MIT Professor Emeritus Bernhardt Wuensch ’55, SM ’57, PhD ’63, a crystallographer and beloved trainer whose heat and dedication to making sure his college students mastered the complexities of a exact science matched the analytical rigor he utilized to the examine of crystals, died this month in Harmony, Massachusetts. He was 90.
Remembered fondly for his fastidious consideration to element and his workplace full of potted orchids and towers of papers, Wuensch was an skilled in X-ray crystallography, which includes capturing X-ray beams at crystalline supplies to find out their underlying construction. He did pioneering work in solid-state ionics, investigating the motion of charged particles in solids that underpins applied sciences crucial for batteries, gas cells, and sensors. In schooling, he carried out a serious overhaul of the curriculum in what’s right now MIT’s Division of Supplies Science and Engineering (DMSE).
Regardless of his wide-ranging analysis and educating pursuits, colleagues and college students mentioned, he was a perfectionist who favored high quality over amount.

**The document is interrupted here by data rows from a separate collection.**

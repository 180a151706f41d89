use std::{cmp::Ordering, collections::HashSet, time::Instant};

use rayon::prelude::*;
use serde::Deserialize;
use serde_json::Value;
use tracing::{debug, info, warn};

use super::{
    education::{EducationLevels, EducationScorer},
    experience::{calculate_experience_score, extract_years},
    location::location_bonus,
    scoring::{MatchingConfig, SubScores, build_result},
    skills::score_normalized_sets,
};
use crate::{
    CandidateProfile, JobPosting, MatchError, MatchResult,
    skill_normalizer::{SkillNormalizer, SynonymTable},
};

/// 1回のランク付けで全求人が共有する候補者側の前処理結果
#[derive(Debug, Clone)]
pub struct PreparedCandidate<'a> {
    profile: &'a CandidateProfile,
    skills: HashSet<String>,
    years: f64,
    location: String,
}

/// 候補者を求人プールに対して採点する。読み取り専用のテーブルしか持たないので
/// 1つのエンジンを複数スレッドから共有できる
#[derive(Debug, Clone, Default)]
pub struct MatchingEngine {
    config: MatchingConfig,
    normalizer: SkillNormalizer,
    education: EducationScorer,
}

enum Outcome {
    Scored(Box<MatchResult>),
    Inactive,
    Failed,
}

impl MatchingEngine {
    pub fn new(
        config: MatchingConfig,
        synonyms: SynonymTable,
        levels: EducationLevels,
    ) -> Result<Self, MatchError> {
        config.validate()?;
        Ok(Self {
            config,
            normalizer: SkillNormalizer::new(synonyms),
            education: EducationScorer::new(levels),
        })
    }

    pub fn with_config(config: MatchingConfig) -> Result<Self, MatchError> {
        Self::new(config, SynonymTable::default(), EducationLevels::default())
    }

    pub fn config(&self) -> &MatchingConfig {
        &self.config
    }

    pub fn prepare<'a>(&self, candidate: &'a CandidateProfile) -> PreparedCandidate<'a> {
        PreparedCandidate {
            profile: candidate,
            skills: self.normalizer.normalize_set(&candidate.skills),
            years: extract_years(candidate.experience.as_deref()),
            location: candidate.location.trim().to_lowercase(),
        }
    }

    /// 求人1件を採点する。失敗するのは求人自体が使えない場合のみ
    pub fn score_job(
        &self,
        candidate: &PreparedCandidate<'_>,
        job: &JobPosting,
    ) -> Result<MatchResult, MatchError> {
        job.validate()?;

        let job_skills = self.normalizer.normalize_set(&job.skills);
        let sub = SubScores {
            skill: score_normalized_sets(&candidate.skills, &job_skills, &self.config.skills),
            experience: calculate_experience_score(candidate.years, job.min_experience),
            education: self
                .education
                .score(&candidate.profile.education, &job.education_keywords),
            location_bonus: location_bonus(
                &candidate.location,
                &job.location,
                self.config.location_bonus,
            ),
        };

        Ok(build_result(&self.config, job, &sub))
    }

    /// 型付きプールを一致度の高い順に並べる。非アクティブ・不正な求人は除外し、
    /// 採点は並列に行う
    pub fn rank_jobs(&self, candidate: &CandidateProfile, jobs: &[JobPosting]) -> Vec<MatchResult> {
        let prepared = self.prepare(candidate);
        let outcomes: Vec<Outcome> = jobs
            .par_iter()
            .map(|job| self.evaluate(&prepared, job))
            .collect();
        finish(jobs.len(), outcomes)
    }

    /// 求人ストアから受け取った型なしプールをランク付けする。求人としてデコード
    /// できない要素はログに残してスキップする
    pub fn rank_json(&self, candidate: &CandidateProfile, jobs: &[Value]) -> Vec<MatchResult> {
        let prepared = self.prepare(candidate);
        let outcomes: Vec<Outcome> = jobs
            .par_iter()
            .enumerate()
            .map(|(index, raw)| self.decode_and_evaluate(&prepared, index, raw))
            .collect();
        finish(jobs.len(), outcomes)
    }

    /// 逐次処理でランク付けし、`deadline` を過ぎたら新しい求人に手を付けない。
    /// それまでに採点できた分をソートして返す
    pub fn rank_jobs_until(
        &self,
        candidate: &CandidateProfile,
        jobs: &[JobPosting],
        deadline: Instant,
    ) -> Vec<MatchResult> {
        let prepared = self.prepare(candidate);
        let outcomes = until_deadline(jobs, deadline, |_, job| self.evaluate(&prepared, job));
        finish(jobs.len(), outcomes)
    }

    /// `rank_jobs_until` の型なしプール版。デコード規則は `rank_json` と同じ
    pub fn rank_json_until(
        &self,
        candidate: &CandidateProfile,
        jobs: &[Value],
        deadline: Instant,
    ) -> Vec<MatchResult> {
        let prepared = self.prepare(candidate);
        let outcomes = until_deadline(jobs, deadline, |index, raw| {
            self.decode_and_evaluate(&prepared, index, raw)
        });
        finish(jobs.len(), outcomes)
    }

    fn decode_and_evaluate(
        &self,
        candidate: &PreparedCandidate<'_>,
        index: usize,
        raw: &Value,
    ) -> Outcome {
        match JobPosting::deserialize(raw) {
            Ok(job) => self.evaluate(candidate, &job),
            Err(source) => {
                let err = MatchError::MalformedJob { index, source };
                let title = raw.get("title").and_then(Value::as_str).unwrap_or("unknown");
                warn!(error = %err, title, "skipping job");
                Outcome::Failed
            }
        }
    }

    fn evaluate(&self, candidate: &PreparedCandidate<'_>, job: &JobPosting) -> Outcome {
        if !job.is_active() {
            debug!(job_id = %job.id, "skipping inactive job");
            return Outcome::Inactive;
        }

        match self.score_job(candidate, job) {
            Ok(result) => Outcome::Scored(Box::new(result)),
            Err(err) => {
                warn!(job_id = %job.id, title = %job.title, error = %err, "skipping job");
                Outcome::Failed
            }
        }
    }
}

fn until_deadline<T>(
    jobs: &[T],
    deadline: Instant,
    mut evaluate: impl FnMut(usize, &T) -> Outcome,
) -> Vec<Outcome> {
    let mut outcomes = Vec::with_capacity(jobs.len());

    for (index, job) in jobs.iter().enumerate() {
        if Instant::now() >= deadline {
            info!(
                processed = index,
                remaining = jobs.len() - index,
                "deadline reached; returning partial ranking"
            );
            break;
        }
        outcomes.push(evaluate(index, job));
    }

    outcomes
}

fn finish(pool_size: usize, outcomes: Vec<Outcome>) -> Vec<MatchResult> {
    let mut inactive = 0usize;
    let mut failed = 0usize;
    let mut results = Vec::with_capacity(outcomes.len());

    for outcome in outcomes {
        match outcome {
            Outcome::Scored(result) => results.push(*result),
            Outcome::Inactive => inactive += 1,
            Outcome::Failed => failed += 1,
        }
    }

    sort_by_final_desc(&mut results);

    info!(
        pool_size,
        scored = results.len(),
        inactive,
        failed,
        "ranked job pool"
    );
    results
}

/// 安定ソート。同点はプール内の順序を保つ
pub fn sort_by_final_desc(results: &mut [MatchResult]) {
    results.sort_by(|a, b| {
        b.scores
            .final_score
            .partial_cmp(&a.scores.final_score)
            .unwrap_or(Ordering::Equal)
    });
}

/// 既定のエンジンでランク付けする
pub fn match_jobs(candidate: &CandidateProfile, jobs: &[JobPosting]) -> Vec<MatchResult> {
    MatchingEngine::default().rank_jobs(candidate, jobs)
}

“All of the work he did, he wasn’t in a rush to get a variety of stuff performed,” says DMSE’s Professor Harry Tuller. “However what he did, he wished to make sure was appropriate and correct, and that was attribute of his analysis.”
Born in Paterson, New Jersey, in 1933, Wuensch first arrived at MIT as a first-year undergraduate within the Fifties. He earned bachelor’s and grasp’s levels in physics earlier than switching to crystallography and incomes a PhD from what was then the Division of Geology (now Earth, Atmospheric and Planetary Sciences). He joined the college of the Division of Metallurgy in 1964 and noticed its identify change twice over his 46 years, retiring from DMSE in 2011.
As a professor of ceramics, Wuensch was part of the Twentieth-century shift from a conventional concentrate on metals and mining to a broader class of supplies that included polymers, ceramics, semiconductors, and biomaterials. In a 1973 letter supporting his promotion to full professor, then-department head Walter Owen credit Wuensch for contributing to “a totally new method to the educating of the construction of supplies.”
His analysis led to main developments in understanding how atomic-level constructions have an effect on magnetic and electrical properties of supplies. For instance, Tuller says, he was one of many first to element how the association of atoms in fast-ion conductors — supplies utilized in batteries, gas cells, and different gadgets — influences their means to swiftly conduct ions.
Wuensch was a number one mild in different areas, together with diffusion, the motion of ions in supplies corresponding to liquids or gases, and neutron diffraction, aiming neutrons at supplies to gather details about their atomic and magnetic construction.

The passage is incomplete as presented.